一目惚れ
眩しさが消えたことで、海里は腕を下ろしながら目を開いて何が起きたのかを確認する。
「どこだ、ここは……」
建物に囲まれていた先ほどの路地裏ではない。下へ降りる階段のみがある洞窟のような空間。学校の教室ほどと思われる広さで、円形に近い丸みを帯びた部屋だ。天井部には黄みがかった白色を発する鉱石が突き刺さっており、この空間を照らしていた。
「……マジでなに、これ。転移させられるなんて、ファンタジーのお決まりかよ」
周囲を見渡しながら、海里は強張った表情で言葉を漏らした。
しばらく苦い表情をしていたが、何もしないでいても無駄だと思い、一度落ち着くために深呼吸をする。
とりあえず自宅に連絡しようと携帯電話を起動してみた。
「やっぱり電波はなし、か」
携帯電話には電波が届いていないことを知らせるように、アンテナが立っておらず、通信サービスを利用できない案内も出ている。
以前に読んだ異世界に転移する物語の中に同様の事象を描いていた作品があったので、海里の動揺は比較的小さいといえる。
携帯電話をズボンのポケットに入れた海里は、手を顎に当てて眉間に皺を寄せた表情でこれまでの出来事を思い出す。
「えーっと、整理すると、家に帰る途中で不思議な鳥に道を塞がれて、見つめてくるから見つめ返した。そしたらいきなり喋りだしたんだよな。んで、ついてこいと言われたからついて行ったと。その鳥を追いかけた場所で変な穴みたいなものを見つけて、その穴が光ったらこの場所にいたってところかな。……うん、まじファンタジーだわ」
記憶を呼び起こして、ここに至るまでの大まかな流れを整理すると、今回の出来事はファンタジーであるとの結論になった。
「はぁ~。ファンタジーなんて現実的じゃないけど、現状がコレだしな。一体何が起きてるんだ?」
ため息を吐いて、何が起きたのかを考える。だが、思考の渦に巻き込まれた時間は十数秒ほど。ぐぅ~っという音が、腹から鳴り響いたのだ。
日頃ならば晩御飯を食べ始める時間帯。今日は昼食を早めに食べているため、いつもより空腹になる時間が早かったのだろう。食べ物を欲している音が鳴り響いた海里は、周囲に誰もいないとはいえ、恥ずかし気な表情で腹に手を置いて考えることを中断した。
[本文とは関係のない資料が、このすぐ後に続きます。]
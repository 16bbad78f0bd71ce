//! Scan configuration types.

use std::path::PathBuf;
use std::sync::Arc;

use derive_builder::Builder;
use serde::{Deserialize, Serialize};

use crate::error::ConfigError;
use crate::path::PathFamily;
use crate::pattern_set::PatternSet;
use crate::selector::SelectorConfig;

/// Configuration for one directory scan.
#[derive(Debug, Clone, Builder, Serialize, Deserialize)]
#[builder(setter(into), build_fn(validate = "Self::validate"))]
pub struct ScanConfig {
    /// Directory to scan.
    pub base_dir: PathBuf,

    /// Include patterns. `None` means everything (`**`).
    #[builder(default, setter(strip_option))]
    #[serde(default)]
    pub includes: Option<Vec<String>>,

    /// Exclude patterns. These win over includes.
    #[builder(default)]
    #[serde(default)]
    pub excludes: Vec<String>,

    /// Selectors every included file must satisfy.
    #[builder(default)]
    #[serde(default)]
    pub selectors: Vec<SelectorConfig>,

    /// Case-sensitive pattern matching.
    #[builder(default = "true")]
    #[serde(default = "default_true")]
    pub case_sensitive: bool,

    /// Fail when the base directory is missing instead of returning nothing.
    #[builder(default = "true")]
    #[serde(default = "default_true")]
    pub error_on_missing_dir: bool,

    /// Follow symbolic links to directories and files.
    #[builder(default = "false")]
    #[serde(default)]
    pub follow_symlinks: bool,

    /// Add the VCS and editor-backup excludes.
    #[builder(default = "false")]
    #[serde(default)]
    pub default_excludes: bool,
}

fn default_true() -> bool {
    true
}

impl ScanConfigBuilder {
    fn validate(&self) -> Result<(), String> {
        if let Some(ref base_dir) = self.base_dir {
            if base_dir.as_os_str().is_empty() {
                return Err("Base directory cannot be empty".to_string());
            }
        } else {
            return Err("Base directory is required".to_string());
        }
        if let Some(ref selectors) = self.selectors {
            for selector in selectors {
                selector.validate().map_err(|e| e.to_string())?;
            }
        }
        Ok(())
    }
}

impl ScanConfig {
    /// Create a new scan config builder.
    pub fn builder() -> ScanConfigBuilder {
        ScanConfigBuilder::default()
    }

    /// Scan everything below `base_dir` with default settings.
    pub fn new(base_dir: impl Into<PathBuf>) -> Self {
        Self {
            base_dir: base_dir.into(),
            includes: None,
            excludes: Vec::new(),
            selectors: Vec::new(),
            case_sensitive: true,
            error_on_missing_dir: true,
            follow_symlinks: false,
            default_excludes: false,
        }
    }

    /// Check the configuration without touching the filesystem.
    ///
    /// Deserialised configs bypass the builder, so scanners call this too.
    pub fn validate(&self) -> Result<(), ConfigError> {
        if self.base_dir.as_os_str().is_empty() {
            return Err(ConfigError::invalid("base directory cannot be empty"));
        }
        self.selectors.iter().try_for_each(SelectorConfig::validate)
    }

    /// Compile the include and exclude patterns for `family`.
    pub fn pattern_set(&self, family: Arc<dyn PathFamily>) -> PatternSet {
        let set = PatternSet::new(
            family,
            self.includes.as_deref(),
            &self.excludes,
            self.case_sensitive,
        );
        if self.default_excludes {
            set.with_default_excludes()
        } else {
            set
        }
    }
}

impl Default for ScanConfig {
    fn default() -> Self {
        Self::new(".")
    }
}

#[cfg(test)]
mod tests {
    use super::*;
    use crate::path::UnixFamily;
    use crate::pattern::EntryKind;

    #[test]
    fn test_config_builder() {
        let config = ScanConfig::builder()
            .base_dir("/home/user")
            .includes(vec!["**/*.rs".to_string()])
            .case_sensitive(false)
            .build()
            .unwrap();

        assert_eq!(config.base_dir, PathBuf::from("/home/user"));
        assert_eq!(config.includes.as_deref(), Some(&["**/*.rs".to_string()][..]));
        assert!(!config.case_sensitive);
        assert!(config.error_on_missing_dir);
    }

    #[test]
    fn test_builder_requires_base_dir() {
        assert!(ScanConfig::builder().build().is_err());
        assert!(ScanConfig::builder().base_dir("").build().is_err());
    }

    #[test]
    fn test_builder_rejects_invalid_selector() {
        let result = ScanConfig::builder()
            .base_dir("/src")
            .selectors(vec![SelectorConfig::Depth {
                min: None,
                max: None,
            }])
            .build();
        assert!(result.is_err());
    }

    #[test]
    fn test_config_simple() {
        let config = ScanConfig::new("/home/user");
        assert!(config.includes.is_none());
        assert!(config.case_sensitive);
        assert!(!config.follow_symlinks);
        assert!(config.validate().is_ok());
    }

    #[test]
    fn test_pattern_set_honours_default_excludes() {
        let mut config = ScanConfig::new("/src");
        let set = config.pattern_set(Arc::new(UnixFamily));
        assert!(set.keeps(&set.tokenize(".git/config"), EntryKind::File));

        config.default_excludes = true;
        let set = config.pattern_set(Arc::new(UnixFamily));
        assert!(!set.keeps(&set.tokenize(".git/config"), EntryKind::File));
    }

    #[test]
    fn test_deserialize_with_defaults() {
        let config: ScanConfig = serde_json::from_str(r#"{"base_dir": "/data"}"#).unwrap();
        assert!(config.case_sensitive);
        assert!(config.error_on_missing_dir);
        assert!(config.includes.is_none());
    }
}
「ははは。確かにそんな時間だもんな。電話も繋がらないから、父さんも母さんも心配してるだろうし、皆でご飯を食べるためにも、早く帰ろうか。今日のご飯は何だろうなぁ」
現状の理解はできていないが、連絡が取れないことで両親へ心配をかけているだろうことは理解できているので、海里は帰宅への気持ちを強く持つ。
さらに、今日の食卓に並ぶ献立を想像する。オムライスにハンバーグ、焼きそばやラーメン、焼き飯、お好み焼き。海里の好きな食べ物を想像してはより帰宅の意思を強くする。
「とりあえず、現状がファンタジーってことは、これから起こることの理解は後回しにした方がいいな。それに、あの鳥の目的はここへの誘導ってことは分かった」
ファンタジー系統の創作物に日々お世話になっている海里は、理由の分からない事象でも後に明らかになるものがあることを知っている。中にはご都合主義解釈として『そういうものだから』で通す物語もあるが、海里は設定が作り込まれている作品が好きなタイプだ。
もちろん、すべての事象について設定が必要とは考えていない。海里の好みの範囲内である事象が対象である。その範囲内で設定が作り込まれていれば、物語の世界観に入り込めるのだ。
今回の出来事は海里の好みの範囲内。しかし不思議な鳥は、ついてきて欲しいと言う前に、『今は』という言葉を添えていた。それは、後に理解できる何かがあることを示しているのではないか。
そう考えた海里は現状の理解を後回しにすることを選んだ。喋る鳥が海里の名前を呼んでいたことからも、相手は海里のことを知っていることが分かる。そんな相手が案内だけで終わるとは思えない。接触する機会はまた訪れるだろう。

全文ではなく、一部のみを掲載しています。